PECHINO - È uno dei "boia di Tienanmen", responsabile del massacro di centinaia di studenti nel giugno 1989 a Pechino. Ma è anche un uomo di mondo, cosmopolita e innamorato dell'America, non perde occasione per parlare inglese, cita a memoria Mark Twain, ha cantato Love Me Tender di Elvis Presley a un pranzo con Bush e ha trascinato in un giro di valzer un'esterrefatta Condoleezza Rice. Questo è Jiang Zemin, 78 anni, che si appresta a cedere anche l'ultimo incarico di potere, cioè la guida delle forze armate che gli consentiva di condizionare il nuovo presidente Hu Jintao.

Jiang Zemin, alla pari del suo padrino politico Deng Xiaoping, passerà alla storia come un personaggio dalle contraddizioni estreme. Se per dodici anni è stato il massimo leader della Cina in uno dei periodi più fortunati per questa nazione, lo deve al peccato originale di un golpe istituzionale. Di fronte al movimento studentesco dell'89 Deng esautorò di fatto gli organi del partito e del parlamento, fece imprigionare il leader riformista Zhao Ziyang (tuttora agli arresti domiciliari), promosse Jiang alla guida del partito e gli diede carta bianca per soffocare nel sangue le aspirazioni democratiche.

Lo stesso Jiang però è il leader dei favolosi anni 90, in cui la Cina è diventata campione mondiale della crescita economica e delle esportazioni, ha superato il Pil di Francia Inghilterra e Italia, ha diffuso un benessere di massa e una modernizzazione senza precedenti storici per un paese di queste dimensioni.

Ai suoi successori Jiang ha consegnato una Cina afflitta da diseguaglianze crescenti (la distanza tra ricchi e poveri è ormai superiore all'India), da gravi problemi ambientali, con una libertà di espressione ancora limitata e sistematiche offese ai diritti umani delle minoranze. Ma è anche la Cina che nella produzione di scienziati e ricercatori ha superato l'Europa e si colloca dietro gli Stati Uniti. È una nazione entrata nel terzo millennio convinta che tutto le è possibile, carica di un orgoglio e di un ottimismo che non hanno eguali nel resto del mondo. A Washington da tempo si considera questa Cina come l'altra superpotenza globale del terzo millennio, l'unica possibile rivale dell'America.

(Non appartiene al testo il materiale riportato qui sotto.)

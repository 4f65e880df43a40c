//! # FIGlet fonts
//!
//! Reader for `flf2a` font files and a full-width typesetter.
//!
//! ```text
//! flf2a$ 6 5 20 15 3          ← signature+hardblank, height, baseline,
//! comment line 1                max length, old layout, comment lines
//! comment line 2
//! comment line 3
//! $@                          ← glyph for ' ' (32), `height` rows, each
//! $@                            ending in an endmark; the last row ends
//! ...                           with a doubled endmark
//! $@@
//! ```
//!
//! Glyphs follow for every printable ASCII character from 32 to 126. Extra
//! code-tagged glyphs after those are ignored. Glyphs are set side by side
//! without smushing.

use std::collections::HashMap;
use std::fmt;
use std::fs;
use std::io;
use std::path::Path;

const SIGNATURE: &str = "flf2a";
const FIRST_CHAR: u8 = b' ';
const LAST_CHAR: u8 = b'~';

#[derive(Debug)]
pub enum FontError {
    Io(io::Error),
    /// Missing or malformed header line.
    Header(String),
    /// The file ended before all required glyphs were read.
    Truncated { glyph: char },
}

impl fmt::Display for FontError {
    fn fmt(&self, f: &mut fmt::Formatter<'_>) -> fmt::Result {
        match self {
            FontError::Io(e) => write!(f, "font I/O error: {e}"),
            FontError::Header(msg) => write!(f, "bad font header: {msg}"),
            FontError::Truncated { glyph } => {
                write!(f, "font ends before glyph {glyph:?}")
            }
        }
    }
}

impl std::error::Error for FontError {}

impl From<io::Error> for FontError {
    fn from(e: io::Error) -> Self {
        FontError::Io(e)
    }
}

#[derive(Debug, Clone)]
pub struct FigFont {
    height: usize,
    glyphs: HashMap<char, Vec<String>>,
}

impl FigFont {
    pub fn from_file(path: &Path) -> Result<Self, FontError> {
        let contents = fs::read_to_string(path)?;
        Self::parse(&contents)
    }

    pub fn parse(contents: &str) -> Result<Self, FontError> {
        let mut lines = contents.lines().map(|l| l.trim_end_matches('\r'));

        let header = lines
            .next()
            .ok_or_else(|| FontError::Header("empty file".to_string()))?;
        let (hardblank, height, comment_lines) = parse_header(header)?;

        for _ in 0..comment_lines {
            lines.next();
        }

        let mut glyphs = HashMap::with_capacity(usize::from(LAST_CHAR - FIRST_CHAR) + 1);
        for code in FIRST_CHAR..=LAST_CHAR {
            let ch = char::from(code);
            let mut rows = Vec::with_capacity(height);
            for _ in 0..height {
                let line = lines.next().ok_or(FontError::Truncated { glyph: ch })?;
                rows.push(strip_endmarks(line).replace(hardblank, " "));
            }
            glyphs.insert(ch, rows);
        }

        Ok(Self { height, glyphs })
    }

    /// Typesets `text`, one output line per font row.
    ///
    /// Characters without a glyph are skipped.
    pub fn render(&self, text: &str) -> String {
        let mut rows = vec![String::new(); self.height];
        for ch in text.chars() {
            if let Some(glyph) = self.glyphs.get(&ch) {
                for (row, part) in rows.iter_mut().zip(glyph) {
                    row.push_str(part);
                }
            }
        }
        rows.join("\n")
    }
}

/// Returns `(hardblank, height, comment_lines)`.
fn parse_header(header: &str) -> Result<(char, usize, usize), FontError> {
    let rest = header
        .strip_prefix(SIGNATURE)
        .ok_or_else(|| FontError::Header(format!("missing {SIGNATURE} signature")))?;

    let mut chars = rest.chars();
    let hardblank = chars
        .next()
        .ok_or_else(|| FontError::Header("missing hardblank".to_string()))?;

    let fields: Vec<&str> = chars.as_str().split_whitespace().collect();
    let field = |index: usize, name: &str| -> Result<usize, FontError> {
        fields
            .get(index)
            .and_then(|f| f.parse().ok())
            .ok_or_else(|| FontError::Header(format!("bad {name}")))
    };

    let height = field(0, "height")?;
    if height == 0 {
        return Err(FontError::Header("zero height".to_string()));
    }
    let comment_lines = field(4, "comment line count")?;
    Ok((hardblank, height, comment_lines))
}

/// Drops the trailing run of endmark characters (the row's last character).
fn strip_endmarks(line: &str) -> &str {
    let line = line.trim_end();
    match line.chars().last() {
        Some(endmark) => line.trim_end_matches(endmark),
        None => line,
    }
}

Tecnocrate formato nell'Unione sovietica, ex direttore di una fabbrica di auto, legato ai clan politico-economici di Shanghai, Jiang non ha né il carisma né lo spessore strategico di Deng Xiaoping. Ne è stato però un emulo intelligente ed efficace. Con le sue riforme ha dato un altro colpo d'acceleratore all'economia di mercato. Sotto la sua leadership si è diffusa la proprietà privata a tutti i livelli: dalle abitazioni individuali alle grandi imprese. Ha aperto la Cina con una velocità sorprendente alle multinazionali straniere, tanto che oggi questo paese è più aperto e internazionale del Giappone.

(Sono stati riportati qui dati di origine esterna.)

//! # Duration Parsing
//!
//! Turns the positional command-line tokens into a number of seconds.
//!
//! Two parsers implement [`DurationParser`]:
//!
//! - [`SimpleDurationParser`] reads `value unit` pairs (`1 h 30 m`).
//! - [`NaturalDurationParser`] also understands compact and spelled-out forms
//!   (`1h30m`, `1.5 hours`, `2 minutes and 10 seconds`, `1:30:00`).
//!
//! [`default_parser`] picks one at startup; the natural parser is compiled in
//! with the `natural-duration` feature.

use std::fmt;

const MINUTE: f64 = 60.0;
const HOUR: f64 = 60.0 * MINUTE;
const DAY: f64 = 24.0 * HOUR;
const WEEK: f64 = 7.0 * DAY;

/// Longest accepted countdown, in either direction: 100 years.
pub const MAX_SECONDS: u64 = 100 * 365 * 24 * 3600;

#[derive(Debug, Clone, PartialEq, Eq)]
pub enum DurationError {
    Empty,
    /// A token that should have been a number.
    InvalidNumber(String),
    /// A word that is not a known time unit.
    UnknownUnit(String),
    /// A clock form like `1:2:3:4` or `1:xx`.
    InvalidClock(String),
    /// More than [`MAX_SECONDS`] either way.
    TooLong,
}

impl fmt::Display for DurationError {
    fn fmt(&self, f: &mut fmt::Formatter<'_>) -> fmt::Result {
        match self {
            DurationError::Empty => write!(f, "no duration given"),
            DurationError::InvalidNumber(s) => write!(f, "not a number: {s:?}"),
            DurationError::UnknownUnit(s) => write!(f, "unknown time unit: {s:?}"),
            DurationError::InvalidClock(s) => write!(f, "invalid clock time: {s:?}"),
            DurationError::TooLong => write!(f, "longer than {MAX_SECONDS} seconds"),
        }
    }
}

impl std::error::Error for DurationError {}

pub trait DurationParser {
    /// Returns the name of the parser.
    fn name(&self) -> &str;

    /// Parses the tokens into a (possibly negative) number of seconds.
    ///
    /// A number without a unit is minutes in every implementation, and a
    /// leading `-` makes a value negative.
    fn parse(&self, tokens: &[String]) -> Result<i64, DurationError>;
}

/// The parser compiled into this build.
pub fn default_parser() -> Box<dyn DurationParser> {
    #[cfg(feature = "natural-duration")]
    {
        Box::new(NaturalDurationParser)
    }
    #[cfg(not(feature = "natural-duration"))]
    {
        Box::new(SimpleDurationParser)
    }
}

/// Seconds per unit, chosen by the unit word's first letter.
/// Anything unrecognised counts as minutes.
fn simple_unit_seconds(unit: Option<&str>) -> i64 {
    let first = unit
        .and_then(|u| u.chars().next())
        .map(|c| c.to_ascii_lowercase());
    match first {
        Some('h') => 3600,
        Some('s') => 1,
        _ => 60,
    }
}

// ============================================================================
// Simple parser
// ============================================================================

/// Sums `value unit` pairs: `1 h 20 m 5 s`. A value without a unit is minutes.
#[derive(Debug, Default, Clone, Copy)]
pub struct SimpleDurationParser;

impl DurationParser for SimpleDurationParser {
    fn name(&self) -> &str {
        "simple"
    }

    fn parse(&self, tokens: &[String]) -> Result<i64, DurationError> {
        if tokens.is_empty() {
            return Err(DurationError::Empty);
        }

        let mut total: i64 = 0;
        for pair in tokens.chunks(2) {
            let value: i64 = pair[0]
                .trim()
                .parse()
                .map_err(|_| DurationError::InvalidNumber(pair[0].clone()))?;
            let unit = pair.get(1).map(String::as_str);
            total = total.saturating_add(value.saturating_mul(simple_unit_seconds(unit)));
        }
        Ok(total)
    }
}

// ============================================================================
// Natural parser
// ============================================================================

/// Free-form durations.
///
/// Numbers may be decimals and are followed by an optional unit word matched
/// by prefix (`w`, `d`, `h`, `m`, `s`). A number without a unit is minutes.
/// `and` and commas are ignored. `m:s` and `h:m:s` clock forms are accepted.
#[derive(Debug, Default, Clone, Copy)]
pub struct NaturalDurationParser;

#[derive(Debug, PartialEq)]
enum Token {
    Number(f64),
    Clock(f64),
    Word(String),
}

impl DurationParser for NaturalDurationParser {
    fn name(&self) -> &str {
        "natural"
    }

    fn parse(&self, tokens: &[String]) -> Result<i64, DurationError> {
        let input = tokens.join(" ").to_lowercase();
        let lexed = lex(&input)?;
        if lexed.is_empty() {
            return Err(DurationError::Empty);
        }

        let mut total = 0.0;
        let mut pending: Option<f64> = None;

        for token in lexed {
            match token {
                Token::Number(n) => {
                    if let Some(previous) = pending.replace(n) {
                        total += previous * MINUTE;
                    }
                }
                Token::Clock(seconds) => {
                    if let Some(previous) = pending.take() {
                        total += previous * MINUTE;
                    }
                    total += seconds;
                }
                Token::Word(word) if word == "and" => {}
                Token::Word(word) => {
                    let scale = natural_unit_seconds(&word)
                        .ok_or_else(|| DurationError::UnknownUnit(word.clone()))?;
                    let value = pending
                        .take()
                        .ok_or_else(|| DurationError::InvalidNumber(word.clone()))?;
                    total += value * scale;
                }
            }
        }
        if let Some(previous) = pending {
            total += previous * MINUTE;
        }

        Ok(total.round() as i64)
    }
}

fn natural_unit_seconds(word: &str) -> Option<f64> {
    match word.chars().next()? {
        'w' => Some(WEEK),
        'd' => Some(DAY),
        'h' => Some(HOUR),
        'm' => Some(MINUTE),
        's' => Some(1.0),
        _ => None,
    }
}

fn lex(input: &str) -> Result<Vec<Token>, DurationError> {
    let mut tokens = Vec::new();
    let mut chars = input.char_indices().peekable();
    let mut sign = 1.0;

    while let Some(&(start, c)) = chars.peek() {
        if c.is_whitespace() || c == ',' {
            chars.next();
        } else if c == '-' {
            chars.next();
            // A sign binds to the number right after it.
            match chars.peek() {
                Some(&(_, d)) if d.is_ascii_digit() || d == '.' => sign = -sign,
                _ => return Err(DurationError::UnknownUnit(c.to_string())),
            }
        } else if c.is_ascii_digit() || c == '.' {
            let mut end = start;
            while let Some(&(i, d)) = chars.peek() {
                if d.is_ascii_digit() || d == '.' || d == ':' {
                    end = i + d.len_utf8();
                    chars.next();
                } else {
                    break;
                }
            }
            let text = &input[start..end];
            if text.contains(':') {
                tokens.push(Token::Clock(sign * parse_clock(text)?));
            } else {
                let n: f64 = text
                    .parse()
                    .map_err(|_| DurationError::InvalidNumber(text.to_string()))?;
                tokens.push(Token::Number(sign * n));
            }
            sign = 1.0;
        } else if c.is_alphabetic() {
            let mut end = start;
            while let Some(&(i, a)) = chars.peek() {
                if a.is_alphabetic() {
                    end = i + a.len_utf8();
                    chars.next();
                } else {
                    break;
                }
            }
            tokens.push(Token::Word(input[start..end].to_string()));
        } else {
            return Err(DurationError::UnknownUnit(c.to_string()));
        }
    }

    Ok(tokens)
}

/// `m:s` or `h:m:s`.
fn parse_clock(text: &str) -> Result<f64, DurationError> {
    let invalid = || DurationError::InvalidClock(text.to_string());
    let parts = text
        .split(':')
        .map(|p| p.parse::<f64>().map_err(|_| invalid()))
        .collect::<Result<Vec<_>, _>>()?;

    match parts.as_slice() {
        [m, s] => Ok(m * MINUTE + s),
        [h, m, s] => Ok(h * HOUR + m * MINUTE + s),
        _ => Err(invalid()),
    }
}

#[cfg(test)]
mod tests {
    use super::*;

    fn tokens(s: &str) -> Vec<String> {
        s.split_whitespace().map(String::from).collect()
    }

    #[test]
    fn test_simple_pairs() {
        let p = SimpleDurationParser;
        assert_eq!(p.parse(&tokens("1 h 30 m")), Ok(5400));
        assert_eq!(p.parse(&tokens("2 hours 5 seconds")), Ok(7205));
        assert_eq!(p.parse(&tokens("10 S")), Ok(10));
    }

    #[test]
    fn test_simple_missing_or_unknown_unit_is_minutes() {
        let p = SimpleDurationParser;
        assert_eq!(p.parse(&tokens("5")), Ok(300));
        assert_eq!(p.parse(&tokens("1 h 5")), Ok(3900));
        assert_eq!(p.parse(&tokens("3 fortnights")), Ok(180));
    }

    #[test]
    fn test_simple_rejects_non_numbers() {
        let p = SimpleDurationParser;
        assert_eq!(
            p.parse(&tokens("ten m")),
            Err(DurationError::InvalidNumber("ten".to_string()))
        );
        assert_eq!(p.parse(&[]), Err(DurationError::Empty));
    }

    #[test]
    fn test_simple_negative_values() {
        assert_eq!(SimpleDurationParser.parse(&tokens("-1 m")), Ok(-60));
    }

    #[test]
    fn test_natural_spelled_out() {
        let p = NaturalDurationParser;
        assert_eq!(p.parse(&tokens("1 hour 30 minutes")), Ok(5400));
        assert_eq!(p.parse(&tokens("2 minutes and 10 seconds")), Ok(130));
        assert_eq!(p.parse(&tokens("1 day, 2 hours")), Ok(93_600));
        assert_eq!(p.parse(&tokens("1 week")), Ok(604_800));
    }

    #[test]
    fn test_natural_compact() {
        let p = NaturalDurationParser;
        assert_eq!(p.parse(&tokens("1h30m")), Ok(5400));
        assert_eq!(p.parse(&tokens("90s")), Ok(90));
        assert_eq!(p.parse(&tokens("1H 5M 3S")), Ok(3903));
    }

    #[test]
    fn test_natural_decimals_round_to_seconds() {
        let p = NaturalDurationParser;
        assert_eq!(p.parse(&tokens("1.5 hours")), Ok(5400));
        assert_eq!(p.parse(&tokens("0.01 m")), Ok(1));
    }

    #[test]
    fn test_natural_unitless_number_is_minutes() {
        let p = NaturalDurationParser;
        assert_eq!(p.parse(&tokens("45")), Ok(2700));
        assert_eq!(p.parse(&tokens("1.5")), Ok(90));
        assert_eq!(p.parse(&tokens("1 h 30")), Ok(5400));
        assert_eq!(p.parse(&tokens("30s 1")), Ok(90));
    }

    #[test]
    fn test_unitless_numbers_agree_across_parsers() {
        for input in ["5", "1 h 30", "-1 m", "2 h -15 m"] {
            assert_eq!(
                NaturalDurationParser.parse(&tokens(input)),
                SimpleDurationParser.parse(&tokens(input)),
                "{input}"
            );
        }
    }

    #[test]
    fn test_natural_negative_values() {
        let p = NaturalDurationParser;
        assert_eq!(p.parse(&tokens("-1 m")), Ok(-60));
        assert_eq!(p.parse(&tokens("-90s")), Ok(-90));
        assert_eq!(p.parse(&tokens("-1:30")), Ok(-90));
        assert_eq!(
            p.parse(&tokens("- 5 m")),
            Err(DurationError::UnknownUnit("-".to_string()))
        );
    }

    #[test]
    fn test_natural_clock_forms() {
        let p = NaturalDurationParser;
        assert_eq!(p.parse(&tokens("1:30")), Ok(90));
        assert_eq!(p.parse(&tokens("1:00:05")), Ok(3605));
        assert_eq!(
            p.parse(&tokens("1:2:3:4")),
            Err(DurationError::InvalidClock("1:2:3:4".to_string()))
        );
    }

    #[test]
    fn test_natural_errors() {
        let p = NaturalDurationParser;
        assert_eq!(
            p.parse(&tokens("5 parsecs")),
            Err(DurationError::UnknownUnit("parsecs".to_string()))
        );
        assert_eq!(
            p.parse(&tokens("minutes")),
            Err(DurationError::InvalidNumber("minutes".to_string()))
        );
        assert_eq!(p.parse(&tokens("and")), Ok(0));
        assert_eq!(p.parse(&[]), Err(DurationError::Empty));
        assert!(p.parse(&tokens("5 m!")).is_err());
    }

    #[test]
    fn test_default_parser_name() {
        let expected = if cfg!(feature = "natural-duration") {
            "natural"
        } else {
            "simple"
        };
        assert_eq!(default_parser().name(), expected);
    }
}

Ha guidato Pechino verso l'accesso alla World Trade Organization, sanzione istituzionale per l'ingresso di 1,3 miliardi di persone nella sfida dell'economia globale. Ha aperto le frontiere liberalizzando i viaggi all'estero, tanto che oggi ci sono nel mondo più turisti cinesi che giapponesi (21 milioni all'anno). In economia Jiang è talmente "occidentale" che di recente ha accusato il suo successore Hu di non essere abbastanza liberista: per frenare il surriscaldamento della crescita l'attuale governo ha ordinato alle banche di ridurre il credito; un errore, secondo Jiang, che avrebbe preferito l'uso di strumenti di mercato come l'aumento dei tassi.

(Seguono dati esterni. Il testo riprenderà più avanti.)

//! Ephemeris selection
use itertools::Itertools;
use log::trace;

use crate::{
    archive::EphemerisArchive,
    cfg::Strategy,
    ephemerides::EphemerisRecord,
    prelude::{Epoch, SV},
    solver::Error,
};

/// Records selected for one (SV, Epoch) query
#[derive(Debug, Clone, Copy, PartialEq)]
pub enum Selection<'a> {
    /// Adjacent records surrounding the target epoch
    Bracket {
        before: &'a EphemerisRecord,
        after: &'a EphemerisRecord,
    },
    /// Closest record to the target epoch
    Nearest(&'a EphemerisRecord),
}

/// Selects archived records, following the [Strategy]
/// picked at construction.
#[derive(Debug, Clone, Copy, PartialEq)]
pub struct EpochSelector {
    strategy: Strategy,
    /// [Strategy::Nearest] acceptance threshold [s]
    max_distance: f64,
}

impl EpochSelector {
    pub fn new(strategy: Strategy, max_distance: f64) -> Self {
        Self {
            strategy,
            max_distance,
        }
    }
    /// Returns the [Strategy] in use
    pub fn strategy(&self) -> Strategy {
        self.strategy
    }
    /// Selects record(s) of this SV for target epoch t
    pub fn select<'a>(
        &self,
        archive: &'a EphemerisArchive,
        sv: SV,
        t: Epoch,
    ) -> Result<Selection<'a>, Error> {
        let records = archive.records_for(sv);
        match self.strategy {
            Strategy::Bracket => Self::bracket(records, sv, t),
            Strategy::Nearest => self.nearest(records, sv, t),
        }
    }
    /// Unique adjacent pair such that before.epoch <= t < after.epoch
    fn bracket(records: &[EphemerisRecord], sv: SV, t: Epoch) -> Result<Selection, Error> {
        let (before, after) = records
            .iter()
            .tuple_windows()
            .find(|(before, after)| before.epoch <= t && t < after.epoch)
            .ok_or(Error::NoBracketFound(sv, t))?;

        trace!(
            "{:?} ({}) - bracket [{:?}, {:?}[",
            t,
            sv,
            before.epoch,
            after.epoch
        );
        Ok(Selection::Bracket { before, after })
    }
    /// Closest record, within max_distance (inclusive).
    /// Ties resolve to the earliest record.
    fn nearest<'a>(
        &self,
        records: &'a [EphemerisRecord],
        sv: SV,
        t: Epoch,
    ) -> Result<Selection<'a>, Error> {
        let nearest = records
            .iter()
            .position_min_by(|a, b| (a.epoch - t).abs().cmp(&(b.epoch - t).abs()))
            .map(|index| &records[index])
            .ok_or(Error::UnknownSatellite(sv))?;

        let distance = (nearest.epoch - t).abs().to_seconds();
        if distance > self.max_distance {
            return Err(Error::NoNearbyEphemeris(sv, t, distance));
        }

        trace!("{:?} ({}) - nearest {:?}", t, sv, nearest.epoch);
        Ok(Selection::Nearest(nearest))
    }
}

In politica il bilancio è controverso. Jiang ha consentito per la prima volta nella storia l'iscrizione al partito comunista degli imprenditori privati... come suo figlio, businessman al vertice di varie aziende tra cui il colosso elettronico Grace Semiconductors. La New Left cinese, rappresentata da intellettuali come Wang Hui, sostiene che quella decisione ha sancito la nuova natura del partito comunista, "ormai più vicino agli interessi dei capitalisti che dei lavoratori".

Nelle relazioni internazionali Jiang è considerato un falco, custode dell'intransigenza sulla questione di Taiwan. In realtà seppe ricucire i rapporti con l'Occidente dopo l'isolamento dell'89. Poi gestì con moderazione esemplare due crisi che potevano diventare gravi: il bombardamento Nato dell'ambasciata cinese a Belgrado nel 1999, e l'aereo-spia americano intercettato sui cieli cinesi nell'aprile 2001.

Ma sul suo bilancio politico ciò che pesa di più è proprio l'eredità di Tienanmen. Nella scelta di schiacciare le manifestazioni popolari - contro il parere di un'ala liberal del partito che voleva avviare la Cina verso un'evoluzione simile all'Europa dell'Est - c'è la visione comune a Deng e Jiang secondo cui "la democrazia occidentale non è adatta alla Cina". E' una interpretazione del confucianesimo che giustifica la presunta vocazione paternalista della società cinese.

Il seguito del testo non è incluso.